#![warn(mismatched_lifetime_syntaxes)]
#![deny(clippy::pedantic, unsafe_code)]
#![allow(clippy::module_name_repetitions)]

//! Upload pipeline for lobup
//!
//! Turns a prepared package archive into a committed application in the
//! device-management registry:
//!
//! 1. extract the manifest and encrypted payload ([`lobup_package`])
//! 2. create the application, content version and file entry
//! 3. wait for a storage URI ([`negotiate`])
//! 4. upload the payload as ordered blocks and commit them ([`uploader`])
//! 5. commit the file, wait for processing ([`waiter`]), commit the app
//!
//! The pipeline is generic over [`lobup_net::RegistryApi`] and
//! [`lobup_net::BlobApi`] and reports through [`lobup_events`].

pub mod chunk;
pub mod negotiate;
pub mod pipeline;
pub mod poll;
pub mod uploader;
pub mod waiter;

pub use chunk::{Chunk, ChunkPlan};
pub use negotiate::await_storage_uri;
pub use pipeline::{PipelineSettings, UploadOutcome, UploadPipeline, UploadRequest};
pub use poll::{Observation, PollPolicy, PollState};
pub use uploader::{ChunkPolicy, ChunkedUploader, ProgressBand, RenewalPolicy, UploadPolicy, UploadReport};
pub use waiter::{await_stage, poll_stage};

pub use tokio_util::sync::CancellationToken;

use lobup_errors::Error;
use std::time::Duration;

/// Sleep for `delay` unless cancelled first
pub(crate) async fn sleep_or_cancel(delay: Duration, cancel: &CancellationToken) -> Result<(), Error> {
    tokio::select! {
        () = cancel.cancelled() => Err(Error::Cancelled),
        () = tokio::time::sleep(delay) => Ok(()),
    }
}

---

:: Problem statement ::
Count, in the data above, the lines that hold "clippy". Return only that count.

:: Worked solution ::
2